- **Excerpts from a dataset**:
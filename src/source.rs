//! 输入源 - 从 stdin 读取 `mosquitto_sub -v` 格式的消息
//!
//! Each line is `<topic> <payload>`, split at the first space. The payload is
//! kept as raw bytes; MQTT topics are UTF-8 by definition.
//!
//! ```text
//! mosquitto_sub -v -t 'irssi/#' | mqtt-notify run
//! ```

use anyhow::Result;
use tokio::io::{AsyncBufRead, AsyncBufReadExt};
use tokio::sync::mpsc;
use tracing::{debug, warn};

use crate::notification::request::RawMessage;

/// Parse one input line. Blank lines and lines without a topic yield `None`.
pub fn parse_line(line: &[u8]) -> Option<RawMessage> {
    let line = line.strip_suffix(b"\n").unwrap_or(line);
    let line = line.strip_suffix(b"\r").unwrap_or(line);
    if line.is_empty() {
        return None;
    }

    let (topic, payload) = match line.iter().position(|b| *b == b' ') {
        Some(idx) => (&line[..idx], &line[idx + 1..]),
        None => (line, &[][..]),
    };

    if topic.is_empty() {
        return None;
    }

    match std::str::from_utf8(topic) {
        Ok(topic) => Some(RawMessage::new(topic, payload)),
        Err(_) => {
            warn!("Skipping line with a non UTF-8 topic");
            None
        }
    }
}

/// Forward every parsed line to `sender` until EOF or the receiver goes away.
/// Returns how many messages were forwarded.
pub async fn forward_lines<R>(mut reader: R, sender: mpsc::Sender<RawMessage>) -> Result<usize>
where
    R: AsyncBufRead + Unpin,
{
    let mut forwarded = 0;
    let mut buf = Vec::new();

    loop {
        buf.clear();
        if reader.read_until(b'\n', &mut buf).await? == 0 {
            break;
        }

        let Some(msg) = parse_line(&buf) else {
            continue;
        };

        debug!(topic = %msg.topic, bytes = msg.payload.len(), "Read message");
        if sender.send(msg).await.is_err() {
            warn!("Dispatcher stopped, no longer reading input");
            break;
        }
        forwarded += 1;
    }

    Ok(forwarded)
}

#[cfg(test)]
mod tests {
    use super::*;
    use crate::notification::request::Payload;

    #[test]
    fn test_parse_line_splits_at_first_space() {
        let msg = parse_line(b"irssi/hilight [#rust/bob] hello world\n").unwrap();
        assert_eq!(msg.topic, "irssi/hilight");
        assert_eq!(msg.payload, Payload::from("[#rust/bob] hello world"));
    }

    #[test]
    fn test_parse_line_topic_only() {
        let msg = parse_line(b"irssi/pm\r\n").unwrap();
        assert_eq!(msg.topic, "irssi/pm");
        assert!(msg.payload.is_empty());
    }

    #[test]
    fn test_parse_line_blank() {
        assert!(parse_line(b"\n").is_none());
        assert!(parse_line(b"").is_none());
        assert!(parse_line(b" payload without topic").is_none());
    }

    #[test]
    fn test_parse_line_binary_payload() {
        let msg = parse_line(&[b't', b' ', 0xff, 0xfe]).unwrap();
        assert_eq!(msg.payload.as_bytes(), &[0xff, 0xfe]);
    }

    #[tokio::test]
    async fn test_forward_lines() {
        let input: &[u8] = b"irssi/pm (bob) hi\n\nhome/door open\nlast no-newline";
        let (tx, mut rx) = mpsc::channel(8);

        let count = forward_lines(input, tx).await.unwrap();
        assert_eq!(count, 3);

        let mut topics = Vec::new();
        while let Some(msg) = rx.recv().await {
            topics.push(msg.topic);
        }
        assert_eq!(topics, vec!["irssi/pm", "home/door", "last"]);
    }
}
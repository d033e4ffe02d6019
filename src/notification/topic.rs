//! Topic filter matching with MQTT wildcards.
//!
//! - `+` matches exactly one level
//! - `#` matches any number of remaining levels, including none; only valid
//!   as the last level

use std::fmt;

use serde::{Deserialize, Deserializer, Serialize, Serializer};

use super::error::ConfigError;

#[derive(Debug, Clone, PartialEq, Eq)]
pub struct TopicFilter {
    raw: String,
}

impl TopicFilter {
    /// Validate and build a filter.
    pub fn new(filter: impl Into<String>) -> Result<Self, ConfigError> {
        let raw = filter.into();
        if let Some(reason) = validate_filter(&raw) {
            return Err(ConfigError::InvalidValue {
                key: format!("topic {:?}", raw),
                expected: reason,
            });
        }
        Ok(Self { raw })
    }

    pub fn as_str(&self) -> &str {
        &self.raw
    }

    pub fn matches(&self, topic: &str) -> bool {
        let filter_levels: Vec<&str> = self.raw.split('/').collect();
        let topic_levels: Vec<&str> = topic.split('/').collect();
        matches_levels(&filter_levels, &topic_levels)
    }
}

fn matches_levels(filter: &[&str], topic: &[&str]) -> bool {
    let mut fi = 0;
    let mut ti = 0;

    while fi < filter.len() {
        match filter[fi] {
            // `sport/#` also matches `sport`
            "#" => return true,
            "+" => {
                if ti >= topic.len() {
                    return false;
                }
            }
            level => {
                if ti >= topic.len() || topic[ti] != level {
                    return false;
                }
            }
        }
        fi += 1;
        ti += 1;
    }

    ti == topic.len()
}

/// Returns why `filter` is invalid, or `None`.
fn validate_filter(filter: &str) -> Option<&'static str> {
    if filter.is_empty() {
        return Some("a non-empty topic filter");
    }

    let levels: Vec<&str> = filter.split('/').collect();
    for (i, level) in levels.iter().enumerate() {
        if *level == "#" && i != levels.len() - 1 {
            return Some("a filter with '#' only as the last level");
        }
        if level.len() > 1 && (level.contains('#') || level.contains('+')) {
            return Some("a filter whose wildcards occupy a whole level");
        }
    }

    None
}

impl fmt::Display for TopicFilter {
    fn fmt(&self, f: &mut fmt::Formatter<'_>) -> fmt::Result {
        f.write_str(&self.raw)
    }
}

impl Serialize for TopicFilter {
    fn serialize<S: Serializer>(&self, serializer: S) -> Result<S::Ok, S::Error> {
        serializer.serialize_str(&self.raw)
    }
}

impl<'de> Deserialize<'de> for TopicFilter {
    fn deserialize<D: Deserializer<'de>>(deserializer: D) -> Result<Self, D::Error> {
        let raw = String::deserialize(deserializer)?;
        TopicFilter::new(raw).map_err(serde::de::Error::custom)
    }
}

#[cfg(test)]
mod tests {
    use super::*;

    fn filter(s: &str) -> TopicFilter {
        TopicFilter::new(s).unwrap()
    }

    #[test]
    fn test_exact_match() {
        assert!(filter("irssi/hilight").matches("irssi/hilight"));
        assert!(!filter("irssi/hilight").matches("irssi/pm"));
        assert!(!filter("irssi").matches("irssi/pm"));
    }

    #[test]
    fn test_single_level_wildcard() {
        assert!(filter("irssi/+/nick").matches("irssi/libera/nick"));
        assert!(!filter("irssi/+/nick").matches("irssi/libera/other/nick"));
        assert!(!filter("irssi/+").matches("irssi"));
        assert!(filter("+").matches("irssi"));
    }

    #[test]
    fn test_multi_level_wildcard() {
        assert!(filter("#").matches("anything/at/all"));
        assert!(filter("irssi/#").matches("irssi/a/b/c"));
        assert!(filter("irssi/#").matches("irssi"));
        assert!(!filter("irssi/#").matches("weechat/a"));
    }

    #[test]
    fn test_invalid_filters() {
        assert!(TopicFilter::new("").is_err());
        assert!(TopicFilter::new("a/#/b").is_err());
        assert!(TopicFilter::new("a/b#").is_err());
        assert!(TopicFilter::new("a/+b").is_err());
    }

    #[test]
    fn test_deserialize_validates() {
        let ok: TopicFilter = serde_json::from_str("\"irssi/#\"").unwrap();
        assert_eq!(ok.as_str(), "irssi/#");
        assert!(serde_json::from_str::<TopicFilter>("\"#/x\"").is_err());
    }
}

- **Directions**: The lines above from the one containing "use super::error::ConfigError;" through the one containing "let filter_levels: Vec<&str>" are to be set down exactly, and no others.

- **Answer space**:
use super::error::ConfigError;

#[derive(Debug, Clone, PartialEq, Eq)]
pub struct TopicFilter {
    raw: String,
}

impl TopicFilter {
    /// Validate and build a filter.
    pub fn new(filter: impl Into<String>) -> Result<Self, ConfigError> {
        let raw = filter.into();
        if let Some(reason) = validate_filter(&raw) {
            return Err(ConfigError::InvalidValue {
                key: format!("topic {:?}", raw),
                expected: reason,
            });
        }
        Ok(Self { raw })
    }

    pub fn as_str(&self) -> &str {
        &self.raw
    }

    pub fn matches(&self, topic: &str) -> bool {
        let filter_levels: Vec<&str> = self.raw.split('/').collect();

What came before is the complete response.